Saved data entries
-------

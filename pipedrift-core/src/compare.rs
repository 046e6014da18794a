//! Pairwise step comparison.
//!
//! Compares the flattened step lists of two repositories for version drift
//! and near-duplicate configuration. Both scans are O(n*m) over the two
//! lists, which is fine for the tens of steps real pipelines carry.

use crate::action::{Action, has_version_drift};

/// Maximum fingerprint distance at which two step configurations are
/// still considered near-duplicates.
pub const HIGH_SIMILARITY: i32 = 30;

/// Reference id reported for script and built-in steps, which have no
/// external reference of their own.
pub const BUILT_IN_STEP: &str = "(built-in step)";

/// Find steps that invoke the same external reference at different
/// versions.
///
/// Returns the implicated step ids (from both sides) and the implicated
/// reference ids, each deduplicated in first-seen order.
pub fn find_steps_with_different_versions(
    list1: &[Action],
    list2: &[Action],
) -> (Vec<String>, Vec<String>) {
    let mut step_ids = Vec::new();
    let mut references = Vec::new();

    for action1 in list1 {
        for action2 in list2 {
            if !has_version_drift(action1, action2) {
                continue;
            }
            push_unique(&mut step_ids, &action1.id);
            push_unique(&mut step_ids, &action2.id);
            push_unique(&mut references, &action1.uses);
        }
    }

    (step_ids, references)
}

/// Find steps with the same external reference whose configurations are
/// within the similarity threshold of each other.
///
/// Steps without a fingerprint can never be judged similar. Script steps
/// (empty reference) are compared against each other and reported under
/// the [`BUILT_IN_STEP`] sentinel.
pub fn find_steps_with_similar_config(
    list1: &[Action],
    list2: &[Action],
) -> (Vec<String>, Vec<String>) {
    let mut step_ids = Vec::new();
    let mut references = Vec::new();

    for action1 in list1 {
        for action2 in list2 {
            if action1.uses != action2.uses {
                continue;
            }
            let (Some(print1), Some(print2)) = (&action1.fingerprint, &action2.fingerprint)
            else {
                continue;
            };
            if print1.distance(print2) > HIGH_SIMILARITY {
                continue;
            }
            push_unique(&mut step_ids, &action1.id);
            push_unique(&mut step_ids, &action2.id);
            if action1.uses.is_empty() {
                push_unique(&mut references, BUILT_IN_STEP);
            } else {
                push_unique(&mut references, &action1.uses);
            }
        }
    }

    (step_ids, references)
}

fn push_unique(values: &mut Vec<String>, candidate: &str) {
    if !values.iter().any(|value| value == candidate) {
        values.push(candidate.to_string());
    }
}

-------

__Task to complete__: After reading the records above, transcribe them verbatim.

__Response box__:
filename pipedrift-core/src/compare.rs
repository 046e6014da18794a
//! Pairwise step comparison.
//!
//! Compares the flattened step lists of two repositories for version drift
//! and near-duplicate configuration. Both scans are O(n*m) over the two
//! lists, which is fine for the tens of steps real pipelines carry.

use crate::action::{Action, has_version_drift};

/// Maximum fingerprint distance at which two step configurations are
/// still considered near-duplicates.
pub const HIGH_SIMILARITY: i32 = 30;

/// Reference id reported for script and built-in steps, which have no
/// external reference of their own.
pub const BUILT_IN_STEP: &str = "(built-in step)";

/// Find steps that invoke the same external reference at different
/// versions.
///
/// Returns the implicated step ids (from both sides) and the implicated
/// reference ids, each deduplicated in first-seen order.
pub fn find_steps_with_different_versions(
    list1: &[Action],
    list2: &[Action],
) -> (Vec<String>, Vec<String>) {
    let mut step_ids = Vec::new();
    let mut references = Vec::new();

    for action1 in list1 {
        for action2 in list2 {
            if !has_version_drift(action1, action2) {
                continue;
            }
            push_unique(&mut step_ids, &action1.id);
            push_unique(&mut step_ids, &action2.id);
            push_unique(&mut references, &action1.uses);
        }
    }

    (step_ids, references)
}

/// Find steps with the same external reference whose configurations are
/// within the similarity threshold of each other.
///
/// Steps without a fingerprint can never be judged similar. Script steps
/// (empty reference) are compared against each other and reported under
/// the [`BUILT_IN_STEP`] sentinel.
pub fn find_steps_with_similar_config(
    list1: &[Action],
    list2: &[Action],
) -> (Vec<String>, Vec<String>) {
    let mut step_ids = Vec::new();
    let mut references = Vec::new();

    for action1 in list1 {
        for action2 in list2 {
            if action1.uses != action2.uses {
                continue;
            }
            let (Some(print1), Some(print2)) = (&action1.fingerprint, &action2.fingerprint)
            else {
                continue;
            };
            if print1.distance(print2) > HIGH_SIMILARITY {
                continue;
            }
            push_unique(&mut step_ids, &action1.id);
            push_unique(&mut step_ids, &action2.id);
            if action1.uses.is_empty() {
                push_unique(&mut references, BUILT_IN_STEP);
            } else {
                push_unique(&mut references, &action1.uses);
            }
        }
    }

    (step_ids, references)
}

fn push_unique(values: &mut Vec<String>, candidate: &str) {
    if !values.iter().any(|value| value == candidate) {
        values.push(candidate.to_string());
    }
}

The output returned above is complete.